I bambini stranieri, nell’anno scolastico 2007-2008, erano 575.000, il 6,4% della popolazione (in Liguria 17.500, pari al 9%). Il dato è in crescita anno dopo anno, si stima che salga a 700.000 nel 2009-2010. La scuola italiana, con questa presenza di diversità culturali, ha quindi l’occasione di uscire da un certo localismo e nazionalismo pedagogico per orientarsi verso una formazione cosmopolita e universalista, ripensando modelli organizzativi, orientamento culturale, finalità del processo formativo.
Ma vediamo i principali suggerimenti scaturiti dall’indagine. Per quanto riguarda l’organizzazione della scuola, i problemi posti dalle famiglie immigrate riguardano l’elaborazione di progetti formativi personalizzati di socializzazione e apprendimento linguistico e l’istituzione sistematica del tempo pieno che si faccia carico dei compiti per casa, dato che i genitori stranieri non hanno le competenze per aiutare i figli.
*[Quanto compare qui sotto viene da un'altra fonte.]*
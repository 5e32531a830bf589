use std::time::Duration;

use chrono::{DateTime, Utc};
use serde::Serialize;
use serde_json::{json, Value};
use tracing::{debug, warn};

use super::{sort_newest_first, RosterStore};
use crate::error::{StoreError, StoreResult};
use crate::types::{AttendeePatch, AttendeeRecord, NewAttendee};

/// Spreadsheet-backed roster exposed through a script web app. It cannot
/// push, so the controller polls it.
#[derive(Clone, Debug)]
pub struct SheetStore {
    client: reqwest::Client,
    url: String,
}

impl SheetStore {
    pub fn new(url: impl Into<String>, timeout: Duration) -> StoreResult<Self> {
        let client = reqwest::Client::builder().timeout(timeout).build()?;
        Ok(Self {
            client,
            url: url.into(),
        })
    }

    async fn post<B: Serialize + ?Sized>(&self, action: &str, body: &B) -> StoreResult<Value> {
        let response = self
            .client
            .post(&self.url)
            .query(&[("action", action)])
            // The script host only reads the raw body; text/plain keeps it simple.
            .header(reqwest::header::CONTENT_TYPE, "text/plain;charset=utf-8")
            .body(serde_json::to_string(body)?)
            .send()
            .await?;
        if !response.status().is_success() {
            return Err(StoreError::Status(response.status().as_u16()));
        }
        let reply: Value = response.json().await?;
        check_reply(&reply)?;
        Ok(reply)
    }
}

impl RosterStore for SheetStore {
    async fn list_all(&self) -> StoreResult<Vec<AttendeeRecord>> {
        let response = self.client.get(&self.url).send().await?;
        if !response.status().is_success() {
            return Err(StoreError::Status(response.status().as_u16()));
        }
        let body: Value = response.json().await?;
        let rows = body
            .as_array()
            .ok_or_else(|| StoreError::Malformed("expected a JSON array of rows".to_string()))?;

        let mut records = Vec::with_capacity(rows.len());
        for (index, row) in rows.iter().enumerate() {
            match parse_row(row) {
                Some(record) => records.push(record),
                None => debug!(index, "skipping sheet row without id"),
            }
        }
        sort_newest_first(&mut records);
        Ok(records)
    }

    async fn insert(&self, attendee: NewAttendee) -> StoreResult<String> {
        let reply = self.post("insert", &attendee).await?;
        reply
            .get("id")
            .and_then(value_to_string)
            .ok_or_else(|| StoreError::Malformed("insert reply carried no id".to_string()))
    }

    async fn update(&self, id: &str, patch: AttendeePatch) -> StoreResult<()> {
        let mut body = serde_json::to_value(&patch)?;
        if let Some(object) = body.as_object_mut() {
            object.insert("id".to_string(), Value::String(id.to_string()));
        }
        self.post("update", &body)
            .await
            .map(|_| ())
            .map_err(|error| not_found_for(error, id))
    }

    async fn remove(&self, id: &str) -> StoreResult<()> {
        self.post("delete", &json!({ "id": id }))
            .await
            .map(|_| ())
            .map_err(|error| not_found_for(error, id))
    }

    async fn reset_all(&self) -> StoreResult<()> {
        self.post("reset_winners", &json!({})).await.map(|_| ())
    }
}

fn check_reply(reply: &Value) -> StoreResult<()> {
    match reply.get("status").and_then(Value::as_str) {
        Some("success") => Ok(()),
        Some(_) => Err(StoreError::Rejected(
            reply
                .get("message")
                .and_then(Value::as_str)
                .unwrap_or("request failed")
                .to_string(),
        )),
        None => Err(StoreError::Malformed("reply carried no status".to_string())),
    }
}

// The script answers an unmatched id with its generic "action not found".
fn not_found_for(error: StoreError, id: &str) -> StoreError {
    match error {
        StoreError::Rejected(message) if message.eq_ignore_ascii_case("action not found") => {
            StoreError::NotFound(id.to_string())
        }
        other => other,
    }
}

fn parse_row(row: &Value) -> Option<AttendeeRecord> {
    let object = row.as_object()?;
    let id = object.get("id").and_then(value_to_string)?;
    if id.is_empty() {
        return None;
    }
    let name = object
        .get("name")
        .and_then(value_to_string)
        .unwrap_or_default();
    let created_at = object
        .get("created_at")
        .and_then(Value::as_str)
        .and_then(|raw| DateTime::parse_from_rfc3339(raw.trim()).ok())
        .map(|at| at.with_timezone(&Utc));
    let created_at = match created_at {
        Some(at) => at,
        None => {
            warn!(%id, "sheet row has no readable created_at");
            DateTime::<Utc>::UNIX_EPOCH
        }
    };
    let packed_identity = object
        .get("face_photo_url")
        .and_then(Value::as_str)
        .unwrap_or_default()
        .to_string();
    let is_winner = match object.get("is_winner") {
        Some(Value::Bool(value)) => *value,
        Some(Value::String(value)) => value.trim().eq_ignore_ascii_case("true"),
        _ => false,
    };

    Some(AttendeeRecord {
        id,
        name,
        created_at,
        packed_identity,
        is_winner,
    })
}

fn value_to_string(value: &Value) -> Option<String> {
    match value {
        Value::String(text) => Some(text.trim().to_string()),
        Value::Number(number) => Some(number.to_string()),
        _ => None,
    }
}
Servono, allora, piani di formazione dei docenti per l’acquisizione delle competenze necessarie all’insegnamento della lingua italiana, una diffusa dotazione di laboratori linguistici da aprire anche ai familiari, la collaborazione indispensabile della figura del mediatore culturale, lo sviluppo e non i tagli al tempo pieno. E poi va superato il carattere non sistemico degli interventi, il fatto che ogni scuola lavori per lo più in modo separato dalle altre e senza collegamento con altri soggetti del processo formativo: è essenziale la comunicazione tra scuola, istituzioni locali, associazioni della società civile, creando reti sulla base di protocolli d’intesa e accordi di programma. La scuola diventa così “comunità educante” in grado di coinvolgere tutte le risorse, come nel caso straordinario della scuola dell’Esquilino a Roma, che vede collaborare la scuola con un’associazione di genitori, che la affianca con le sue attività. Questa piccola Onu con il grembiule, con ragazzi di oltre 30 nazioni diverse, è diventata un punto di riferimento per il quartiere, una sorta di piazza aperta a tutti.
Su questi aspetti organizzativi è utile, per una disamina della situazione regionale, un’altra ricerca recente: “La scuola plurale in Liguria”, curata da Francesca Lagomarsino e Andrea T. Torre per conto della Regione Liguria. Ne emerge un quadro differenziato, con esperienze più positive a Genova e a Spezia, soprattutto per l’utilizzo dei mediatori culturali e per la capacità di fare sistema.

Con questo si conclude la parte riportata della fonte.